Former Delaware governor Pierre S. du Pont IV pointedly angered a group of liberal and moderate Republicans meeting here today by joining a conservative attack on their organization and renouncing many of its leaders' positions.

Edging closer to a bid for the presidential nomination, du Pont set out to ally himself with the conservative wing and separate himself from the Mainstream Republican Committee, a group with strong ties to the liberal Ripon Society.

Du Pont, who said in an interview he expects to decide this summer about a presidential bid, described himself to the group as "someone most of you believe shares your views. After all, where should an eastern Republican named du Pont expect to be standing?"

But he said he endorses military aid to anti-communist movements in Nicaragua, Afghanistan and Angola, rejects the notion that the Pentagon should accept "its 'fair share' of spending reductions" and favors additional tax cuts.

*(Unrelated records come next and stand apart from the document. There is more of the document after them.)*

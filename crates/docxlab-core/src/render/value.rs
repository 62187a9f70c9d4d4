//! Dynamic data binding
//!
//! A render is driven by a [`ReportData`] map of [`Value`]s: scalars, ordered
//! sequences, string-keyed maps, and the plugin payloads consumed by the
//! IMAGE / LINK / HTML directives.

use std::collections::BTreeMap;
use std::fmt;
use std::sync::Arc;

/// A user-supplied helper callable from EXEC/INS expressions.
pub type Function = Arc<dyn Fn(&[Value]) -> std::result::Result<Value, String> + Send + Sync>;

/// Name → helper table, invoked through the expression evaluator.
pub type Functions = BTreeMap<String, Function>;

/// Image payload for the IMAGE directive. Dimensions are centimetres;
/// `extension` keeps its leading dot (`.png`).
#[derive(Debug, Clone, PartialEq)]
pub struct ImagePars {
    pub width: f64,
    pub height: f64,
    pub data: Vec<u8>,
    pub extension: String,
    pub caption: Option<String>,
}

/// Hyperlink payload for the LINK directive; the label defaults to the URL.
#[derive(Debug, Clone, PartialEq)]
pub struct LinkPars {
    pub url: String,
    pub label: Option<String>,
}

/// A dynamically typed binding value.
#[derive(Clone)]
pub enum Value {
    Null,
    Bool(bool),
    Int(i64),
    Float(f64),
    Str(String),
    Bytes(Vec<u8>),
    List(Vec<Value>),
    Map(BTreeMap<String, Value>),
    Image(ImagePars),
    Link(LinkPars),
    Html(String),
    Function(Function),
}

impl fmt::Debug for Value {
    fn fmt(&self, f: &mut fmt::Formatter<'_>) -> fmt::Result {
        match self {
            Value::Null => write!(f, "Null"),
            Value::Bool(b) => write!(f, "Bool({b})"),
            Value::Int(i) => write!(f, "Int({i})"),
            Value::Float(x) => write!(f, "Float({x})"),
            Value::Str(s) => write!(f, "Str({s:?})"),
            Value::Bytes(b) => write!(f, "Bytes({} bytes)", b.len()),
            Value::List(items) => f.debug_list().entries(items).finish(),
            Value::Map(map) => f.debug_map().entries(map).finish(),
            Value::Image(img) => write!(f, "Image({}, {}x{})", img.extension, img.width, img.height),
            Value::Link(link) => write!(f, "Link({})", link.url),
            Value::Html(_) => write!(f, "Html(..)"),
            Value::Function(_) => write!(f, "Function(..)"),
        }
    }
}

impl PartialEq for Value {
    fn eq(&self, other: &Self) -> bool {
        match (self, other) {
            (Value::Null, Value::Null) => true,
            (Value::Bool(a), Value::Bool(b)) => a == b,
            (Value::Int(a), Value::Int(b)) => a == b,
            (Value::Float(a), Value::Float(b)) => a == b,
            (Value::Str(a), Value::Str(b)) => a == b,
            (Value::Bytes(a), Value::Bytes(b)) => a == b,
            (Value::List(a), Value::List(b)) => a == b,
            (Value::Map(a), Value::Map(b)) => a == b,
            (Value::Image(a), Value::Image(b)) => a == b,
            (Value::Link(a), Value::Link(b)) => a == b,
            (Value::Html(a), Value::Html(b)) => a == b,
            _ => false,
        }
    }
}

impl Value {
    /// Default stringification used by INS.
    pub fn stringify(&self) -> String {
        match self {
            Value::Null => String::new(),
            Value::Bool(b) => b.to_string(),
            Value::Int(i) => i.to_string(),
            Value::Float(x) => x.to_string(),
            Value::Str(s) => s.clone(),
            Value::Bytes(b) => format!("<{} bytes>", b.len()),
            Value::List(items) => items
                .iter()
                .map(Value::stringify)
                .collect::<Vec<_>>()
                .join(", "),
            Value::Map(map) => map
                .iter()
                .map(|(k, v)| format!("{k}: {}", v.stringify()))
                .collect::<Vec<_>>()
                .join(", "),
            Value::Image(_) => String::new(),
            Value::Link(link) => link.url.clone(),
            Value::Html(html) => html.clone(),
            Value::Function(_) => String::new(),
        }
    }

    /// Truthiness used by the IF directive.
    pub fn is_truthy(&self) -> bool {
        match self {
            Value::Null => false,
            Value::Bool(b) => *b,
            Value::Int(i) => *i != 0,
            Value::Float(x) => *x != 0.0,
            Value::Str(s) => !s.is_empty(),
            Value::Bytes(b) => !b.is_empty(),
            Value::List(items) => !items.is_empty(),
            Value::Map(map) => !map.is_empty(),
            Value::Image(_) | Value::Link(_) | Value::Html(_) | Value::Function(_) => true,
        }
    }

    pub fn is_null(&self) -> bool {
        matches!(self, Value::Null)
    }

    pub fn as_list(&self) -> Option<&[Value]> {
        match self {
            Value::List(items) => Some(items),
            _ => None,
        }
    }

    pub fn as_map(&self) -> Option<&BTreeMap<String, Value>> {
        match self {
            Value::Map(map) => Some(map),
            _ => None,
        }
    }

    /// Map a JSON document onto a binding value.
    pub fn from_json(json: &serde_json::Value) -> Value {
        match json {
            serde_json::Value::Null => Value::Null,
            serde_json::Value::Bool(b) => Value::Bool(*b),
            serde_json::Value::Number(n) => {
                if let Some(i) = n.as_i64() {
                    Value::Int(i)
                } else {
                    Value::Float(n.as_f64().unwrap_or(0.0))
                }
            }
            serde_json::Value::String(s) => Value::Str(s.clone()),
            serde_json::Value::Array(items) => {
                Value::List(items.iter().map(Value::from_json).collect())
            }
            serde_json::Value::Object(map) => Value::Map(
                map.iter()
                    .map(|(k, v)| (k.clone(), Value::from_json(v)))
                    .collect(),
            ),
        }
    }
}

impl From<&str> for Value {
    fn from(s: &str) -> Self {
        Value::Str(s.to_string())
    }
}

impl From<String> for Value {
    fn from(s: String) -> Self {
        Value::Str(s)
    }
}

impl From<i64> for Value {
    fn from(i: i64) -> Self {
        Value::Int(i)
    }
}

impl From<f64> for Value {
    fn from(x: f64) -> Self {
        Value::Float(x)
    }
}

impl From<bool> for Value {
    fn from(b: bool) -> Self {
        Value::Bool(b)
    }
}

/// Top-level data binding for one render.
#[derive(Debug, Clone, Default, PartialEq)]
pub struct ReportData(BTreeMap<String, Value>);

impl ReportData {
    pub fn new() -> Self {
        Self::default()
    }

    pub fn insert(&mut self, key: impl Into<String>, value: Value) {
        self.0.insert(key.into(), value);
    }

    pub fn get(&self, key: &str) -> Option<&Value> {
        self.0.get(key)
    }

    /// Build a binding from the top-level keys of a JSON object.
    pub fn from_json(json: &serde_json::Value) -> Option<Self> {
        match Value::from_json(json) {
            Value::Map(map) => Some(Self(map)),
            _ => None,
        }
    }
}

impl<K: Into<String>> FromIterator<(K, Value)> for ReportData {
    fn from_iter<T: IntoIterator<Item = (K, Value)>>(iter: T) -> Self {
        Self(iter.into_iter().map(|(k, v)| (k.into(), v)).collect())
    }
}

/// The function table every render starts from: `length(x)` mirrors the
/// built-in helper of the original engine.
pub fn default_functions() -> Functions {
    let mut functions = Functions::new();
    functions.insert(
        "length".to_string(),
        Arc::new(|args: &[Value]| {
            let len = match args.first() {
                Some(Value::Str(s)) => s.chars().count() as i64,
                Some(Value::List(items)) => items.len() as i64,
                Some(Value::Map(map)) => map.len() as i64,
                Some(Value::Bytes(bytes)) => bytes.len() as i64,
                _ => -1,
            };
            Ok(Value::Int(len))
        }) as Function,
    );
    functions
}
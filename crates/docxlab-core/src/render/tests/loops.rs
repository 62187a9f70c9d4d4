//! FOR loop expansion.

use super::helpers::*;
use crate::node::tags;
use crate::render::value::Value;

#[test]
fn test_for_loop_in_one_paragraph() {
    let template = document(&runs_paragraph(&[
        "+++FOR item IN items+++",
        "Name: +++INS $item.name+++ Value: +++INS $item.value+++",
        "+++END-FOR item+++",
    ]));
    let result = render(&template, &items_data());
    let text = rendered_text(&result);
    assert_in_order(
        &text,
        &["Item 1", "100", "Item 2", "200", "Item 3", "300"],
    );
    assert!(result.errors.is_empty());
}

#[test]
fn test_for_loop_over_paragraphs() {
    let template = document_of(&[
        "+++FOR item IN items+++",
        "row: +++INS $item.name+++",
        "+++END-FOR item+++",
    ]);
    let result = render(&template, &items_data());
    let text = rendered_text(&result);
    assert_in_order(&text, &["row: Item 1", "row: Item 2", "row: Item 3"]);
    // The paragraphs holding only the FOR/END-FOR commands collapse.
    assert!(!text.contains("FOR"));
}

#[test]
fn test_nested_for_loops() {
    let template = document(&runs_paragraph(&[
        "+++FOR category IN categories+++",
        "Category: +++INS $category.name+++",
        "+++FOR subitem IN $category.subitems+++",
        "  - +++INS $subitem+++",
        "+++END-FOR subitem+++",
        "+++END-FOR category+++",
    ]));
    let result = render(&template, &categories_data());
    let text = rendered_text(&result);
    assert_in_order(
        &text,
        &[
            "Category 1",
            "Sub 1.1",
            "Sub 1.2",
            "Category 2",
            "Sub 2.1",
            "Sub 2.2",
        ],
    );
    assert!(result.errors.is_empty());
}

#[test]
fn test_for_over_empty_list() {
    let mut data = items_data();
    data.insert("empty", Value::List(vec![]));
    let template = document_of(&[
        "before",
        "+++FOR item IN empty+++",
        "body: +++INS $item+++",
        "+++END-FOR item+++",
        "after",
    ]);
    let result = render(&template, &data);
    let text = rendered_text(&result);
    assert_in_order(&text, &["before", "after"]);
    assert!(!text.contains("body"));
    assert!(result.errors.is_empty());
}

#[test]
fn test_end_for_without_variable_name() {
    let template = document_of(&[
        "+++FOR item IN items+++",
        "+++INS $item.name+++",
        "+++END-FOR+++",
    ]);
    let result = render(&template, &items_data());
    assert_in_order(&rendered_text(&result), &["Item 1", "Item 2", "Item 3"]);
    assert!(result.errors.is_empty());
}

#[test]
fn test_loop_variable_shadowing_between_iterations() {
    // $item always refers to the current iteration's element.
    let template = document_of(&[
        "+++FOR item IN items+++",
        "+++IF $item.value >= 200+++",
        "big: +++INS $item.name+++",
        "+++END-IF+++",
        "+++END-FOR item+++",
    ]);
    let result = render(&template, &items_data());
    let text = rendered_text(&result);
    assert!(!text.contains("Item 1"));
    assert_in_order(&text, &["big: Item 2", "big: Item 3"]);
    assert!(result.errors.is_empty());
}

#[test]
fn test_table_row_loop() {
    let cell = |content: &str| {
        format!("<w:tc><w:p><w:r><w:t xml:space=\"preserve\">{content}</w:t></w:r></w:p></w:tc>")
    };
    let body = format!(
        "<w:tbl><w:tr>{}</w:tr><w:tr>{}{}</w:tr><w:tr>{}</w:tr></w:tbl>",
        cell("+++FOR item IN items+++"),
        cell("+++INS $item.name+++"),
        cell("+++INS $item.value+++"),
        cell("+++END-FOR item+++"),
    );
    let template = document(&body);
    let result = render(&template, &items_data());
    let text = rendered_text(&result);
    assert_in_order(
        &text,
        &["Item 1", "100", "Item 2", "200", "Item 3", "300"],
    );
}

#[test]
fn test_empty_loop_leaves_no_empty_cell_without_paragraph() {
    // A cell whose paragraphs all collapsed still satisfies the invariant
    // that no w:tc ends the walk without a block child.
    let mut data = items_data();
    data.insert("empty", Value::List(vec![]));
    let body = "<w:tbl><w:tr><w:tc>\
                <w:p><w:r><w:t>keep +++FOR item IN empty+++</w:t></w:r></w:p>\
                <w:p><w:r><w:t>x +++INS $item+++</w:t></w:r></w:p>\
                <w:p><w:r><w:t>+++END-FOR item+++</w:t></w:r></w:p>\
                </w:tc></w:tr></w:tbl>";
    let template = document(body);
    let result = render(&template, &data);

    // Every w:tc in the output holds at least one w:p or w:altChunk.
    let tree = &result.tree;
    for id in tree.descendants(result.root) {
        if tree.tag(id) == Some(tags::TC) {
            let has_block = tree
                .children(id)
                .iter()
                .any(|&c| matches!(tree.tag(c), Some(tags::P) | Some(tags::ALTCHUNK)));
            assert!(has_block, "w:tc without block child in output");
        }
    }
}
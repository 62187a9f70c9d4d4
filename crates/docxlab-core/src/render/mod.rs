//! Template rendering
//!
//! The render pipeline: [`preprocess_template`] normalises how commands are
//! distributed across text runs, then [`produce_report`] walks the template
//! and output trees simultaneously, evaluating directives, expanding loops
//! and conditionals, and collecting generated images, hyperlinks, and HTML
//! chunks for the container layer to wire in.
//!
//! ## Command syntax
//!
//! - Insertion: `+++name+++`, `+++INS $item.field+++`, `+++= expr+++`
//! - Loops: `+++FOR item IN items+++` ... `+++END-FOR item+++`
//! - Conditionals: `+++IF score >= 80+++` ... `+++END-IF+++`
//! - Inline objects: `+++IMAGE img+++`, `+++LINK repo+++`, `+++HTML chunk+++`
//! - Shorthands: `+++ALIAS name body+++`, then `+++*name+++`

pub mod commands;
pub mod eval;
pub mod value;

mod context;
mod handlers;
mod preprocess;
mod walker;

use std::collections::BTreeMap;

use crate::error::{DocxlabError, Result};
use crate::node::{NodeId, Tree};
use crate::render::value::{default_functions, Functions, ImagePars, LinkPars, ReportData};

pub use preprocess::preprocess_template;

pub const DEFAULT_CMD_DELIMITER: &str = "+++";
pub const DEFAULT_LITERAL_XML_DELIMITER: &str = "||";
pub const DEFAULT_MAXIMUM_WALK_DEPTH: usize = 1_000_000;
/// Seed for image and shape ids; high enough not to collide with ids already
/// present in a template, and fixed so identical inputs produce identical
/// output bytes.
pub const DEFAULT_IMAGE_AND_SHAPE_ID_INCREMENT: usize = 73_086_257;

/// Open and close command delimiters; the two may be equal.
#[derive(Debug, Clone, PartialEq, Eq)]
pub struct Delimiters {
    pub open: String,
    pub close: String,
}

impl Default for Delimiters {
    fn default() -> Self {
        Self {
            open: DEFAULT_CMD_DELIMITER.to_string(),
            close: DEFAULT_CMD_DELIMITER.to_string(),
        }
    }
}

impl Delimiters {
    pub fn new(open: impl Into<String>, close: impl Into<String>) -> Self {
        Self {
            open: open.into(),
            close: close.into(),
        }
    }
}

/// Callback substituting a string for a failed command; receives the error
/// and the raw command text.
pub type ErrorHandler = Box<dyn Fn(&DocxlabError, &str) -> String + Send + Sync>;

/// Options for a single render.
pub struct ReportOptions {
    pub cmd_delimiter: Delimiters,
    pub literal_xml_delimiter: String,
    pub process_line_breaks: bool,
    /// Translate `\n` in inserted values into a close-text / break /
    /// open-text triplet instead of a bare `<w:br/>`.
    pub process_line_breaks_as_new_text: bool,
    pub fail_fast: bool,
    /// Treat null or missing INS results as errors instead of empty output.
    pub reject_nullish: bool,
    pub error_handler: Option<ErrorHandler>,
    pub fix_smart_quotes: bool,
    pub maximum_walk_depth: usize,
    pub functions: Functions,
    pub image_and_shape_id_increment: usize,
}

impl Default for ReportOptions {
    fn default() -> Self {
        Self {
            cmd_delimiter: Delimiters::default(),
            literal_xml_delimiter: DEFAULT_LITERAL_XML_DELIMITER.to_string(),
            process_line_breaks: true,
            process_line_breaks_as_new_text: false,
            fail_fast: false,
            reject_nullish: false,
            error_handler: None,
            fix_smart_quotes: false,
            maximum_walk_depth: DEFAULT_MAXIMUM_WALK_DEPTH,
            functions: default_functions(),
            image_and_shape_id_increment: DEFAULT_IMAGE_AND_SHAPE_ID_INCREMENT,
        }
    }
}

impl std::fmt::Debug for ReportOptions {
    fn fmt(&self, f: &mut std::fmt::Formatter<'_>) -> std::fmt::Result {
        f.debug_struct("ReportOptions")
            .field("cmd_delimiter", &self.cmd_delimiter)
            .field("literal_xml_delimiter", &self.literal_xml_delimiter)
            .field("process_line_breaks", &self.process_line_breaks)
            .field(
                "process_line_breaks_as_new_text",
                &self.process_line_breaks_as_new_text,
            )
            .field("fail_fast", &self.fail_fast)
            .field("reject_nullish", &self.reject_nullish)
            .field("error_handler", &self.error_handler.is_some())
            .field("fix_smart_quotes", &self.fix_smart_quotes)
            .field("maximum_walk_depth", &self.maximum_walk_depth)
            .field("functions", &self.functions.keys().collect::<Vec<_>>())
            .field(
                "image_and_shape_id_increment",
                &self.image_and_shape_id_increment,
            )
            .finish()
    }
}

/// Outcome of a walk: the output tree plus everything the host must wire
/// into the container (media parts, relationships, content types).
#[derive(Debug)]
pub struct RenderResult {
    pub tree: Tree,
    pub root: NodeId,
    pub images: BTreeMap<String, ImagePars>,
    pub links: BTreeMap<String, LinkPars>,
    pub htmls: BTreeMap<String, String>,
    pub query: Option<String>,
    /// Per-command errors collected when `fail_fast` is off; the output above
    /// is the partial render.
    pub errors: Vec<DocxlabError>,
}

/// Expand a preprocessed template against the data binding.
///
/// With `fail_fast` set the first error aborts; otherwise errors accumulate
/// in [`RenderResult::errors`] and the walk continues.
pub fn produce_report(
    data: &ReportData,
    template: &mut Tree,
    root: NodeId,
    options: &ReportOptions,
) -> Result<RenderResult> {
    walker::walk_template(data, template, root, options, false)
}

/// Pre-scan a template for a `QUERY` command at its head without producing
/// output; ordinary commands are not executed.
pub fn extract_query(
    template: &mut Tree,
    root: NodeId,
    options: &ReportOptions,
) -> Result<Option<String>> {
    let data = ReportData::new();
    let result = walker::walk_template(&data, template, root, options, true)?;
    Ok(result.query)
}

#[cfg(test)]
mod tests;
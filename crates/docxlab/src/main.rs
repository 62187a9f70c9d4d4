mod cli;
mod commands;
mod data;
mod output;

use clap::Parser;
use cli::{Cli, Commands};

fn main() {
    env_logger::init();
    let cli = Cli::parse();

    let result = match cli.command {
        Commands::Render(args) => commands::render::run(args, cli.verbose),
        Commands::Inspect { template, json } => commands::inspect::run(template, json, cli.verbose),
    };

    if let Err(e) = result {
        eprintln!("Error: {e}");
        std::process::exit(1);
    }
}
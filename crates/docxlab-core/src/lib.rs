//! docxlab-core — template expansion engine for Office Open XML
//! word-processing documents.
//!
//! A template `.docx` carries commands inside its text runs
//! (`+++name+++`, `+++FOR item IN items+++`, `+++IMAGE logo+++`, ...). The
//! engine preprocesses the document so every command lives in a single text
//! node, then walks the template and output trees simultaneously, evaluating
//! commands against a data binding and emitting a structurally valid copy
//! with repetition and conditional blocks expanded.
//!
//! ```no_run
//! use docxlab_core::{create_report_from_file, ReportData, ReportOptions, Value};
//!
//! let mut data = ReportData::new();
//! data.insert("name", Value::from("John"));
//! let bytes =
//!     create_report_from_file("template.docx", &data, &ReportOptions::default()).unwrap();
//! std::fs::write("out.docx", bytes).unwrap();
//! ```

pub mod archive;
pub mod docx;
pub mod error;
pub mod node;
pub mod render;
pub mod xml;

pub use docx::{create_report, create_report_from_file, document_text, extract_query, parse_template};
pub use error::{DocxlabError, Result};
pub use render::value::{Function, Functions, ImagePars, LinkPars, ReportData, Value};
pub use render::{
    preprocess_template, produce_report, Delimiters, RenderResult, ReportOptions,
};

Rep. Jim Leach (Iowa), chairman of the Mainstream Republicans, said afterward: "He made a decision to be a George Bush look-alike and a Jack Kemp stand-in, and he has done that very well." Asked what he thought of the du Pont speech, Leach said: "It's his right to say what he wants."

Mary Louise Smith, former head of the Republican National Committee and a vice chairwoman of the conference here, said du Pont is "making an appeal to a certain segment of the party," referring to the right wing. She said his speech reflects a skewing of the Republican presidential selection process "by the influence of the far right."

Du Pont was the only prospective presidential candidate to show up here, although Vice President Bush sent two members of his political action committee staff and is paying for a breakfast for all participants on Sunday.

Before speaking to the group at lunch, du Pont attended a news conference called by a local conservative group, the United Republican Fund of Illinois, where such figures as Rep. Henry J. Hyde (R-Ill.) and Max Hugel, chairman of Project '88, attacked the Leach group's use of the name "mainstream."

"The premise of the mislabled 'mainstream' group is that the Republican Party must embrace liberal policy in order to become the majority party," Hugel said. "The premise is fatally flawed."

Du Pont was not as severe as the other conservatives in his criticism of the Mainstream Republican Committee, but he argued that Republicans have succeeded not because "we sought the 'mainstream.' We sought good ideas . . . . The so-called mainstream is beginning to wash over us. It should not lull us to sleep."

Leach said the conservative attack violated the American principle of allowing competing groups to meet. Leach also reiterated charges that the conservatives sought to undermine the gathering by warning presidential candidates that they might be criticized if they attended. Steven Baer, executive director of the United Republicans, denied the charge.